On June 29, Premier Doug Ford announced that he had appointed 43 MPPs as parliamentary assistants to the 30 cabinet ministers he recently appointed. The Premier’s Office says parliamentary assistants will “support cabinet in delivering the government’s ambitious plan to build Ontario.” Their role is to “support ministers with legislative and committee matters, including special projects and assignments that require dedicated leadership” and “building relationships and communicating government initiatives” across the province.

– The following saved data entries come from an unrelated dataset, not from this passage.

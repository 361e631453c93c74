use std::collections::BTreeMap;

use serde::{Deserialize, Serialize};
use serde_json::{json, Map, Value};
use uuid::Uuid;

use super::field::{Field, FieldType, Stage};

#[derive(Debug, Clone, Copy, PartialEq, Eq, Hash, Serialize, Deserialize)]
#[serde(transparent)]
pub struct FormId(pub Uuid);

impl FormId {
    pub fn new() -> Self {
        Self(Uuid::new_v4())
    }
}

impl Default for FormId {
    fn default() -> Self {
        Self::new()
    }
}

impl std::fmt::Display for FormId {
    fn fmt(&self, f: &mut std::fmt::Formatter<'_>) -> std::fmt::Result {
        write!(f, "{}", self.0)
    }
}

#[derive(Debug, Clone, PartialEq, Eq, Serialize, Deserialize)]
#[serde(untagged)]
pub enum FieldValue {
    Text(String),
    Flag(bool),
}

impl FieldValue {
    pub fn from_json(field: Field, value: &Value) -> Result<Self, String> {
        match (field.field_type(), value) {
            (FieldType::String, Value::String(s)) => Ok(FieldValue::Text(s.clone())),
            (FieldType::String, Value::Number(n)) => Ok(FieldValue::Text(n.to_string())),
            (FieldType::Boolean, Value::Bool(b)) => Ok(FieldValue::Flag(*b)),
            (FieldType::Boolean, Value::String(s)) => match s.trim().to_lowercase().as_str() {
                "true" | "yes" => Ok(FieldValue::Flag(true)),
                "false" | "no" => Ok(FieldValue::Flag(false)),
                _ => Err(format!("{field} should be true or false, got {s:?}")),
            },
            (expected, other) => Err(format!(
                "{field} should be a {}, got {other}",
                expected.as_str()
            )),
        }
    }

    pub fn as_text(&self) -> Option<&str> {
        match self {
            FieldValue::Text(s) => Some(s),
            FieldValue::Flag(_) => None,
        }
    }

    pub fn as_flag(&self) -> Option<bool> {
        match self {
            FieldValue::Flag(b) => Some(*b),
            FieldValue::Text(_) => None,
        }
    }

    fn to_json(&self) -> Value {
        match self {
            FieldValue::Text(s) => json!(s),
            FieldValue::Flag(b) => json!(b),
        }
    }
}

impl std::fmt::Display for FieldValue {
    fn fmt(&self, f: &mut std::fmt::Formatter<'_>) -> std::fmt::Result {
        match self {
            FieldValue::Text(s) => f.write_str(s),
            FieldValue::Flag(b) => write!(f, "{b}"),
        }
    }
}

/// The values collected so far for one appointment request.
///
/// Two records are equal only when they share a [`FormId`]; identical field
/// values in separate calls stay distinct. Not `Clone` for the same reason.
#[derive(Debug)]
pub struct FormRecord {
    id: FormId,
    values: BTreeMap<Field, FieldValue>,
}

impl FormRecord {
    pub fn new() -> Self {
        Self {
            id: FormId::new(),
            values: BTreeMap::new(),
        }
    }

    pub fn id(&self) -> FormId {
        self.id
    }

    pub fn get(&self, field: Field) -> Option<&FieldValue> {
        self.values.get(&field)
    }

    pub fn is_set(&self, field: Field) -> bool {
        self.values.contains_key(&field)
    }

    pub fn text(&self, field: Field) -> Option<&str> {
        self.get(field).and_then(FieldValue::as_text)
    }

    pub fn flag(&self, field: Field) -> Option<bool> {
        self.get(field).and_then(FieldValue::as_flag)
    }

    pub fn set(&mut self, field: Field, value: FieldValue) {
        self.values.insert(field, value);
    }

    pub fn snapshot(&self) -> FormSnapshot {
        FormSnapshot {
            form_id: self.id,
            fields: Field::ALL
                .into_iter()
                .map(|f| {
                    let value = self.get(f).map(FieldValue::to_json).unwrap_or(Value::Null);
                    (f.as_str().to_string(), value)
                })
                .collect(),
        }
    }

    pub fn details_text(&self) -> String {
        let stages: Vec<Value> = Stage::ALL
            .into_iter()
            .map(|stage| {
                let group: Map<String, Value> = stage
                    .fields()
                    .map(|f| {
                        let value = self.get(f).map(FieldValue::to_json).unwrap_or(Value::Null);
                        (f.as_str().to_string(), value)
                    })
                    .collect();
                Value::Object(group)
            })
            .collect();
        serde_json::to_string_pretty(&json!({ "appointment_info": stages }))
            .unwrap_or_default()
    }
}

impl Default for FormRecord {
    fn default() -> Self {
        Self::new()
    }
}

impl PartialEq for FormRecord {
    fn eq(&self, other: &Self) -> bool {
        self.id == other.id
    }
}

impl Eq for FormRecord {}

#[derive(Debug, Clone, Serialize, Deserialize)]
pub struct FormSnapshot {
    pub form_id: FormId,
    pub fields: Map<String, Value>,
}
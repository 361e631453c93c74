pub mod catalog;
pub mod field;
pub mod form;
pub mod outcome;

pub use catalog::{AppointmentSlot, Catalog};
pub use field::{Command, Field, FieldKey, FieldType, Stage};
pub use form::{FieldValue, FormId, FormRecord, FormSnapshot};
pub use outcome::StepOutcome;
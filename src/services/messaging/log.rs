use async_trait::async_trait;

use super::MessagingProvider;

/// Used when no Twilio credentials are configured: the text is logged, not delivered.
pub struct LogMessagingProvider;

#[async_trait]
impl MessagingProvider for LogMessagingProvider {
    async fn send_message(&self, to: &str, body: &str) -> anyhow::Result<()> {
        tracing::info!("confirmation text not sent, Twilio not configured");
        tracing::debug!(to, body, "unsent confirmation text");
        Ok(())
    }
}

Among those appointed are the three new PC MPPs in Windsor-Essex and Chatham-Kent. Andrew Dowie (Windsor-Tecumseh) is assigned to the Minister of Economic Development, Job Creation and Trade Vic Fedeli (Nipissing); Anthony Leardi (Essex) is assigned to the Minister of Mines and former global mining executive George Pirie (Timmins) and Trevor Jones (Chatham-Kent—Leamington) is assigned to the Minister of Agriculture, Food and Rural Affairs, Lisa Thompson (Huron—Bruce).

Andrew Dowie said “All three [global tech, auto and agri-food businesses] are integral for our local economy. For Anthony and the mines, because we need those products [critical minerals from the Ring of Fire] down our way, this will help to grow our economy.” To which Leardi added that his appointment “cements the burgeoning relationship between the manufacturing sector in Essex County and the critical mines initiative in the north.” It fits with the government’s strategy, he said, because the battery plant Stellantis and LG plan to build in Windsor need critical minerals from northern Ontario’s mines. Dowie added that “Trevor Jones having agriculture and rural affairs, that is integral to his riding and Essex County. It will help to make sure the agriculture sector is working on all cylinders which is critical because we export so much all across North America.”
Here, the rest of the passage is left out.